Task directions:
Nothing but a number belongs in the answer: the count of lines below that contain the word "shutdown".

== Dataset entries

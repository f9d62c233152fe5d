use std::time::{Duration, Instant};

use chrono::Utc;
use tokio::sync::watch;
use tokio::time::MissedTickBehavior;
use tokio_util::sync::CancellationToken;
use uuid::Uuid;

use crate::config::{RetryPolicy, WorkerConfig};
use crate::notify::{CompletionEvent, NotificationDispatcher};
use crate::queue::{Job, JobQueue, NewExecution};
use crate::worker::executor::{CommandExecutor, ExecutionError, FailureKind};
use crate::worker::options::OptionsResolver;

/// Per-worker phase. Job-level terminal states live in the store.
#[derive(Debug, Clone, Copy, PartialEq, Eq)]
pub enum WorkerState {
    Idle,
    Claiming,
    Executing,
    Recording,
}

/// What a single poll tick ended up doing.
#[derive(Debug, Clone, Copy, PartialEq, Eq)]
pub enum TickOutcome {
    /// No job was available.
    Empty,
    /// The claim query itself failed; nothing changed.
    ClaimFailed,
    Completed(i64),
    Failed(i64),
    /// Failed but put back to pending under the retry policy.
    Requeued(i64),
    /// Cancelled mid-execution; the claim was handed back.
    Released(i64),
    /// A store write failed after execution; the job stays claimed until
    /// its visibility deadline passes.
    Abandoned(i64),
}

/// Single-flight poll loop over a [`JobQueue`].
///
/// Each worker has a unique id used to own claims. At most one job runs at a
/// time; several workers may share one store safely.
pub struct QueueWorker {
    id: String,
    queue: JobQueue,
    executor: CommandExecutor,
    resolver: OptionsResolver,
    dispatcher: NotificationDispatcher,
    config: WorkerConfig,
    stop: CancellationToken,
    state: watch::Sender<WorkerState>,
}

impl QueueWorker {
    /// `shutdown` is the process-wide token; the worker derives its own stop
    /// token from it so it can also be stopped on its own.
    pub fn new(
        queue: JobQueue,
        executor: CommandExecutor,
        dispatcher: NotificationDispatcher,
        config: WorkerConfig,
        shutdown: &CancellationToken,
    ) -> Self {
        let resolver = OptionsResolver::new(queue.clone(), config.default_continue_minutes);
        let (state, _) = watch::channel(WorkerState::Idle);
        Self {
            id: Uuid::new_v4().to_string(),
            queue,
            executor,
            resolver,
            dispatcher,
            config,
            stop: shutdown.child_token(),
            state,
        }
    }

    pub fn id(&self) -> &str {
        &self.id
    }

    pub fn state(&self) -> WorkerState {
        *self.state.borrow()
    }

    pub fn subscribe_state(&self) -> watch::Receiver<WorkerState> {
        self.state.subscribe()
    }

    /// Stop polling and cancel the in-flight execution, if any.
    pub fn stop(&self) {
        self.stop.cancel();
    }

    /// Reset stale claims, then poll until stopped.
    pub async fn run(&self) {
        match self.queue.reset_stale().await {
            Ok(0) => {}
            Ok(count) => {
                tracing::info!(worker_id = %self.id, count, "Reset stale jobs to pending");
            }
            Err(e) => {
                tracing::error!(worker_id = %self.id, error = %e, "Failed to reset stale jobs");
            }
        }

        tracing::info!(
            worker_id = %self.id,
            poll_interval = ?self.config.poll_interval,
            visibility_window = ?self.config.visibility_window,
            "Queue worker started"
        );

        let mut interval = tokio::time::interval(self.config.poll_interval);
        interval.set_missed_tick_behavior(MissedTickBehavior::Delay);

        loop {
            tokio::select! {
                biased;
                _ = self.stop.cancelled() => break,
                _ = interval.tick() => {}
            }
            self.tick().await;
        }

        self.state.send_replace(WorkerState::Idle);
        tracing::info!(worker_id = %self.id, "Queue worker stopped");
    }

    /// One poll: claim, execute, record. Never returns an error; every
    /// failure ends up on the job row or in the log.
    pub async fn tick(&self) -> TickOutcome {
        self.state.send_replace(WorkerState::Claiming);
        let job = match self
            .queue
            .claim_next(&self.id, self.config.visibility_window)
            .await
        {
            Ok(Some(job)) => job,
            Ok(None) => {
                self.state.send_replace(WorkerState::Idle);
                return TickOutcome::Empty;
            }
            Err(e) => {
                tracing::error!(worker_id = %self.id, error = %e, "Failed to claim job");
                self.state.send_replace(WorkerState::Idle);
                return TickOutcome::ClaimFailed;
            }
        };

        tracing::info!(
            worker_id = %self.id,
            job_id = job.id,
            webhook_id = %job.webhook_id,
            priority = job.priority,
            retry_count = job.retry_count,
            "Claimed job"
        );

        self.state.send_replace(WorkerState::Executing);
        let spec = self.resolver.resolve(&job).await;
        let started = Instant::now();
        let result = self.executor.execute(&self.stop, &job.prompt, &spec).await;
        let elapsed = started.elapsed();

        self.state.send_replace(WorkerState::Recording);
        let outcome = match result {
            Ok(response) => self.record_success(&job, response, elapsed).await,
            Err(e) if e.kind() == FailureKind::Cancelled => self.release(&job).await,
            Err(e) => self.record_failure(&job, e, elapsed).await,
        };
        self.state.send_replace(WorkerState::Idle);
        outcome
    }

    async fn record_success(&self, job: &Job, response: String, elapsed: Duration) -> TickOutcome {
        let elapsed_ms = duration_ms(elapsed);
        if let Err(e) = self.queue.complete(job.id, &response, elapsed_ms).await {
            tracing::error!(
                worker_id = %self.id,
                job_id = job.id,
                error = %e,
                "Failed to mark job completed, abandoning"
            );
            return TickOutcome::Abandoned(job.id);
        }

        tracing::info!(worker_id = %self.id, job_id = job.id, elapsed_ms, "Job completed");

        self.append_history(job, Some(response.clone()), None, true, elapsed_ms)
            .await;
        self.dispatcher.dispatch(
            &job.webhook_id,
            CompletionEvent::success(job.prompt.clone(), response, elapsed),
        );
        TickOutcome::Completed(job.id)
    }

    async fn record_failure(&self, job: &Job, error: ExecutionError, elapsed: Duration) -> TickOutcome {
        let message = error.to_string();
        let elapsed_ms = duration_ms(elapsed);

        if self.config.retry_policy == RetryPolicy::UpToMaxRetries {
            match self.queue.requeue(job.id, &message).await {
                Ok(true) => {
                    tracing::warn!(
                        worker_id = %self.id,
                        job_id = job.id,
                        retry_count = job.retry_count + 1,
                        max_retries = job.max_retries,
                        error = %message,
                        "Job failed, requeued for retry"
                    );
                    return TickOutcome::Requeued(job.id);
                }
                Ok(false) => {}
                Err(e) => {
                    tracing::error!(
                        worker_id = %self.id,
                        job_id = job.id,
                        error = %e,
                        "Failed to requeue job, abandoning"
                    );
                    return TickOutcome::Abandoned(job.id);
                }
            }
        }

        if let Err(e) = self.queue.fail(job.id, &message).await {
            tracing::error!(
                worker_id = %self.id,
                job_id = job.id,
                error = %e,
                "Failed to mark job failed, abandoning"
            );
            return TickOutcome::Abandoned(job.id);
        }

        tracing::warn!(
            worker_id = %self.id,
            job_id = job.id,
            kind = ?error.kind(),
            elapsed_ms,
            error = %message,
            "Job failed"
        );

        self.append_history(job, None, Some(message.clone()), false, elapsed_ms)
            .await;
        self.dispatcher.dispatch(
            &job.webhook_id,
            CompletionEvent::failure(job.prompt.clone(), message, elapsed),
        );
        TickOutcome::Failed(job.id)
    }

    async fn release(&self, job: &Job) -> TickOutcome {
        match self.queue.release(job.id, &self.id).await {
            Ok(true) => {
                tracing::info!(worker_id = %self.id, job_id = job.id, "Execution cancelled, job released");
                TickOutcome::Released(job.id)
            }
            Ok(false) => {
                tracing::warn!(
                    worker_id = %self.id,
                    job_id = job.id,
                    "Execution cancelled but claim was no longer held"
                );
                TickOutcome::Abandoned(job.id)
            }
            Err(e) => {
                tracing::error!(worker_id = %self.id, job_id = job.id, error = %e, "Failed to release job");
                TickOutcome::Abandoned(job.id)
            }
        }
    }

    /// History failures are logged only; the job row is already terminal.
    async fn append_history(
        &self,
        job: &Job,
        response: Option<String>,
        error: Option<String>,
        success: bool,
        elapsed_ms: i64,
    ) {
        let record = NewExecution {
            job_id: Some(job.id),
            webhook_id: job.webhook_id.clone(),
            api_key_id: job.api_key_id,
            prompt: job.prompt.clone(),
            response,
            error,
            success,
            execution_time_ms: Some(elapsed_ms),
            created_at: Utc::now(),
        };
        if let Err(e) = self.queue.record_execution(&record).await {
            tracing::error!(
                worker_id = %self.id,
                job_id = job.id,
                error = %e,
                "Failed to record execution history"
            );
        }
    }
}

fn duration_ms(elapsed: Duration) -> i64 {
    i64::try_from(elapsed.as_millis()).unwrap_or(i64::MAX)
}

====

Solved exercise:
3